Having a piece performed is odd, though. Despite the assurance of a rehearsal, as my piece comes closer in the program the months of anticipation turn into heart–pounding anxiety. When the performance actually happens, I barely realize it’s occurring, jolting out of a strange semi–aware state when it finishes. It’s not until much later that I appreciate the moment.

“Were you happy with how they did?” from friends and festival attendees. Another absurd question. But “yes” is just a feeling, and I’ll understand why later.

Taking a bow at the Cork Choral Festival

The spring semester and my final weeks in Ireland are a flurry of events and deadlines: sound design for a theatre piece from February through March, right into performance and paper deadlines for final assessments; constantly preparing for gigs; my piece featured in the Cork Choral Festival, and singing in it besides; joining a Dublin choir to compete in Germany, joining my classmates to perform at a computer music conference in Spain, joining my Mitchell family on our final retreat to the UK. When one ends, the next had actually begun days before, and I’m already in the thick of the next step.
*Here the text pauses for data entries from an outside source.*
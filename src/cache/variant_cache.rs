//! # Variant Cache Module
//!
//! Memoized final meshes with single-flight builds.
//!
//! ## Entry lifecycle
//!
//! ```text
//! absent --first request--> pending --build ok--> ready
//!                              |
//!                              +--build failed / builder dropped--> absent
//! ```
//!
//! The first request for a key becomes its builder. Requests that arrive while
//! the key is pending subscribe to the builder's completion signal instead of
//! building again, and are woken with the same outcome. The entry map lock is
//! only held to read or flip an entry's state, never across an await.

use std::{
    collections::HashMap,
    future::Future,
    sync::{
        atomic::{AtomicUsize, Ordering},
        Arc,
    },
};

use futures::{
    channel::oneshot,
    future::{FutureExt, Shared},
};
use log::{debug, warn};
use parking_lot::Mutex;

use super::content_hash::ContentHash;
use crate::{
    error::{LoaderError, LoaderResult},
    meshing::{MeshBuffer, PointLight},
};

/// A finished mesh for one (object, options) pair.
#[derive(Clone, Debug, PartialEq)]
pub struct Variant {
    pub mesh: MeshBuffer,
    pub lights: Vec<PointLight>,
    pub particle_emitters: Vec<serde_json::Value>,
}

/// Observable state of a cache key.
#[derive(Copy, Clone, Debug, PartialEq, Eq)]
pub enum VariantState {
    Absent,
    Pending,
    Ready,
}

/// Counters describing how variant requests were satisfied.
#[derive(Copy, Clone, Debug, Default, PartialEq, Eq)]
pub struct VariantCacheStats {
    pub hits: usize,
    pub builds: usize,
    pub waits: usize,
}

type BuildOutcome = Result<Arc<Variant>, LoaderError>;
type PendingBuild = Shared<oneshot::Receiver<BuildOutcome>>;

enum VariantEntry {
    Pending(PendingBuild),
    Ready(Arc<Variant>),
}

enum Role {
    Hit(Arc<Variant>),
    Wait(PendingBuild),
    Build(oneshot::Sender<BuildOutcome>),
}

#[derive(Default)]
pub struct VariantCache {
    entries: Mutex<HashMap<ContentHash, VariantEntry>>,
    hits: AtomicUsize,
    builds: AtomicUsize,
    waits: AtomicUsize,
}

impl VariantCache {
    pub fn new() -> Self {
        Self::default()
    }

    /// Returns an independent copy of the variant stored under `key`,
    /// running `build` only if no other request has built or is building it.
    ///
    /// # Arguments
    /// * `key` - Variant key hashed from the object and its normalized options
    /// * `build` - Produces the variant when this request becomes the builder
    ///
    /// # Returns
    /// A fresh copy of the variant, the builder's error (shared with every
    /// waiter), or `BuildAbandoned` if the builder was dropped mid-build.
    pub async fn get_or_build<F, Fut>(&self, key: ContentHash, build: F) -> LoaderResult<Variant>
    where
        F: FnOnce() -> Fut,
        Fut: Future<Output = LoaderResult<Variant>>,
    {
        let role = {
            let mut entries = self.entries.lock();
            match entries.get(&key) {
                Some(VariantEntry::Ready(variant)) => Role::Hit(variant.clone()),
                Some(VariantEntry::Pending(pending)) => Role::Wait(pending.clone()),
                None => {
                    let (sender, receiver) = oneshot::channel();
                    entries.insert(key, VariantEntry::Pending(receiver.shared()));
                    Role::Build(sender)
                }
            }
        };

        match role {
            Role::Hit(variant) => {
                self.hits.fetch_add(1, Ordering::Relaxed);
                debug!("Variant cache hit for {key}");
                Ok(Variant::clone(&variant))
            }
            Role::Wait(pending) => {
                self.waits.fetch_add(1, Ordering::Relaxed);
                debug!("Waiting on in-flight build of {key}");
                match pending.await {
                    Ok(Ok(variant)) => Ok(Variant::clone(&variant)),
                    Ok(Err(e)) => Err(e),
                    Err(oneshot::Canceled) => Err(LoaderError::BuildAbandoned),
                }
            }
            Role::Build(sender) => {
                self.builds.fetch_add(1, Ordering::Relaxed);
                let mut pending = PendingGuard {
                    cache: self,
                    key,
                    sender: Some(sender),
                };

                let outcome = build().await.map(Arc::new);
                pending.complete(outcome.clone());

                outcome.map(|variant| Variant::clone(&variant))
            }
        }
    }

    pub fn state(&self, key: ContentHash) -> VariantState {
        match self.entries.lock().get(&key) {
            None => VariantState::Absent,
            Some(VariantEntry::Pending(_)) => VariantState::Pending,
            Some(VariantEntry::Ready(_)) => VariantState::Ready,
        }
    }

    pub fn len(&self) -> usize {
        self.entries.lock().len()
    }

    pub fn is_empty(&self) -> bool {
        self.len() == 0
    }

    /// Drops every entry. Requires exclusive access, so no build can be in flight.
    pub fn clear(&mut self) {
        self.entries.get_mut().clear();
    }

    pub fn stats(&self) -> VariantCacheStats {
        VariantCacheStats {
            hits: self.hits.load(Ordering::Relaxed),
            builds: self.builds.load(Ordering::Relaxed),
            waits: self.waits.load(Ordering::Relaxed),
        }
    }
}

/// Owns a pending entry on behalf of its builder.
///
/// Resolves the entry when the build finishes, or clears it if the builder is
/// dropped first so later requests can retry.
struct PendingGuard<'a> {
    cache: &'a VariantCache,
    key: ContentHash,
    sender: Option<oneshot::Sender<BuildOutcome>>,
}

impl PendingGuard<'_> {
    fn complete(&mut self, outcome: BuildOutcome) {
        {
            let mut entries = self.cache.entries.lock();
            match &outcome {
                Ok(variant) => {
                    entries.insert(self.key, VariantEntry::Ready(variant.clone()));
                }
                Err(e) => {
                    warn!("Build of {} failed: {e}", self.key);
                    entries.remove(&self.key);
                }
            }
        }

        if let Some(sender) = self.sender.take() {
            // Nobody waiting is fine.
            let _ = sender.send(outcome);
        }
    }
}

impl Drop for PendingGuard<'_> {
    fn drop(&mut self) {
        if self.sender.is_some() {
            warn!("Build of {} dropped before completion", self.key);
            let mut entries = self.cache.entries.lock();
            if matches!(entries.get(&self.key), Some(VariantEntry::Pending(_))) {
                entries.remove(&self.key);
            }
        }
    }
}

#[cfg(test)]
mod tests {
    use super::*;
    use crate::{
        meshing::{ChannelToggles, FaceMesher, MeshAssembly},
        voxels::{Rgb, Voxel, VoxelObject},
    };
    use futures::future::{join_all, pending};

    fn key(n: u8) -> ContentHash {
        ContentHash::of_str(&format!("variant-{n}"))
    }

    fn variant() -> Variant {
        let object = VoxelObject::new(2, vec![Voxel::new(0, 0, 0, Rgb::new(5, 6, 7))]);
        let compiled = FaceMesher::compile(&object).unwrap();
        Variant {
            mesh: MeshAssembly::assemble(&compiled, 1.0, ChannelToggles::default()).unwrap(),
            lights: Vec::new(),
            particle_emitters: Vec::new(),
        }
    }

    #[test]
    fn ready_entries_are_cloned_without_rebuilding() {
        let cache = VariantCache::new();
        let builds = AtomicUsize::new(0);
        let counter = &builds;

        for _ in 0..3 {
            let result = pollster::block_on(cache.get_or_build(key(1), || async move {
                let builds = counter;
                builds.fetch_add(1, Ordering::SeqCst);
                Ok(variant())
            }));
            assert_eq!(result.unwrap(), variant());
        }

        assert_eq!(builds.load(Ordering::SeqCst), 1);
        assert_eq!(cache.state(key(1)), VariantState::Ready);
        assert_eq!(cache.stats().hits, 2);
    }

    #[test]
    fn concurrent_requests_share_one_build() {
        let cache = VariantCache::new();
        let builds = AtomicUsize::new(0);
        let (open, gate) = oneshot::channel::<()>();
        let gate = gate.shared();

        let requests = join_all((0..5).map(|_| {
            let gate = gate.clone();
            let builds = &builds;
            cache.get_or_build(key(2), move || async move {
                builds.fetch_add(1, Ordering::SeqCst);
                let _ = gate.await;
                Ok(variant())
            })
        }));

        let release = async {
            assert_eq!(cache.state(key(2)), VariantState::Pending);
            open.send(()).unwrap();
        };

        let (results, ()) = pollster::block_on(async { futures::join!(requests, release) });

        assert_eq!(builds.load(Ordering::SeqCst), 1);
        assert_eq!(cache.stats().waits, 4);
        let mut results: Vec<Variant> = results.into_iter().map(Result::unwrap).collect();
        assert!(results.iter().all(|v| *v == variant()));

        // Each caller owns its buffers.
        results[0].mesh.colors[0] = [0.0; 3];
        assert_eq!(results[1], variant());
        let again = pollster::block_on(cache.get_or_build(key(2), || async { Ok(variant()) }));
        assert_eq!(again.unwrap(), variant());
    }

    #[test]
    fn failed_build_clears_the_entry_and_reaches_waiters() {
        let cache = VariantCache::new();
        let (open, gate) = oneshot::channel::<()>();
        let gate = gate.shared();

        let requests = join_all((0..3).map(|_| {
            let gate = gate.clone();
            cache.get_or_build(key(3), move || async move {
                let _ = gate.await;
                Err(LoaderError::MalformedObject("no voxels".to_string()))
            })
        }));
        let release = async {
            open.send(()).unwrap();
        };

        let (results, ()) = pollster::block_on(async { futures::join!(requests, release) });

        assert!(results
            .iter()
            .all(|r| matches!(r, Err(LoaderError::MalformedObject(_)))));
        assert_eq!(cache.state(key(3)), VariantState::Absent);

        let retry = pollster::block_on(cache.get_or_build(key(3), || async { Ok(variant()) }));
        assert!(retry.is_ok());
        assert_eq!(cache.stats().builds, 2);
    }

    #[test]
    fn dropped_builder_releases_waiters() {
        let cache = VariantCache::new();

        let mut builder = Box::pin(cache.get_or_build(key(4), pending::<LoaderResult<Variant>>));
        assert!(builder.as_mut().now_or_never().is_none());
        assert_eq!(cache.state(key(4)), VariantState::Pending);

        let mut waiter = Box::pin(cache.get_or_build(key(4), || async { Ok(variant()) }));
        assert!(waiter.as_mut().now_or_never().is_none());

        drop(builder);
        assert_eq!(cache.state(key(4)), VariantState::Absent);
        assert_eq!(pollster::block_on(waiter), Err(LoaderError::BuildAbandoned));
    }

    #[test]
    fn clear_empties_the_cache() {
        let mut cache = VariantCache::new();
        pollster::block_on(cache.get_or_build(key(5), || async { Ok(variant()) })).unwrap();
        assert_eq!(cache.len(), 1);

        cache.clear();
        assert!(cache.is_empty());
    }
}
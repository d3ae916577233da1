//! # Object Source Module
//!
//! Where voxel objects come from when they are requested by id.

use std::collections::HashMap;

use futures::future::{self, BoxFuture, FutureExt};
use parking_lot::RwLock;

use crate::{
    error::{LoaderError, LoaderResult},
    voxels::VoxelObject,
};

/// Retrieves voxel objects by id (a path, URL, or any other key).
///
/// The loader memoizes successful fetches, so an implementation is asked for
/// each id at most once per loader.
pub trait ObjectSource: Send + Sync {
    fn fetch<'a>(&'a self, id: &'a str) -> BoxFuture<'a, LoaderResult<VoxelObject>>;
}

/// An [`ObjectSource`] backed by objects registered up front.
#[derive(Default)]
pub struct InMemoryObjectSource {
    objects: RwLock<HashMap<String, String>>,
}

impl InMemoryObjectSource {
    pub fn new() -> Self {
        Self::default()
    }

    /// Registers the JSON document served for `id`. Parsing happens on fetch.
    pub fn insert_json(&self, id: impl Into<String>, json: impl Into<String>) {
        self.objects.write().insert(id.into(), json.into());
    }

    pub fn insert(&self, id: impl Into<String>, object: &VoxelObject) -> LoaderResult<()> {
        self.insert_json(id, object.canonical_json()?);
        Ok(())
    }

    pub fn len(&self) -> usize {
        self.objects.read().len()
    }

    pub fn is_empty(&self) -> bool {
        self.len() == 0
    }
}

impl ObjectSource for InMemoryObjectSource {
    fn fetch<'a>(&'a self, id: &'a str) -> BoxFuture<'a, LoaderResult<VoxelObject>> {
        let result = match self.objects.read().get(id) {
            Some(json) => VoxelObject::from_json(json),
            None => Err(LoaderError::LookupMiss(id.to_string())),
        };
        future::ready(result).boxed()
    }
}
I’ve been thinking a lot about these steps. From responsibility to responsibility, from piece to piece, from year to year. “Take things in stride” is an okay way to justify the busyness, but I can’t help but feel that my stride is a bit short. How do you take the next step when you feel like you haven’t landed the current one?

I don’t know if I’m ready to step out of Cork. I love that I see familiar faces in every coffee shop, that with just a month left I still befriend people who invite me into their artistic and personal lives. I’d rather not leave behind the guidance of my professors, the omnipresent River Lee branches, the spirit of my choir, the Cork accent.

Some of the Mitchells at Glenstal Abbey

And I’m not ready to step away from the Mitchells. My sense of imposter syndrome within the group has never gone away; when I spend time with them I learn more about how much I don’t know, I laugh constantly at their incisive, deadpan humor, and I’m bowled over by their capacity for kindness towards and investment in the 11 others they each met only a year prior. So much of my growth this year has come from their vibrant example of living and learning.

But, I have to step anyway. What feels like cutting my stride short is actually coming to rest. To stand still and listen to my memories of the past nine months, snap out of the relentless experience of a year that seems like it’s barely started and appreciate all that happened in it.

“Were you happy with how you did?” Yes. For now, it’s just a feeling—I’ll understand why later.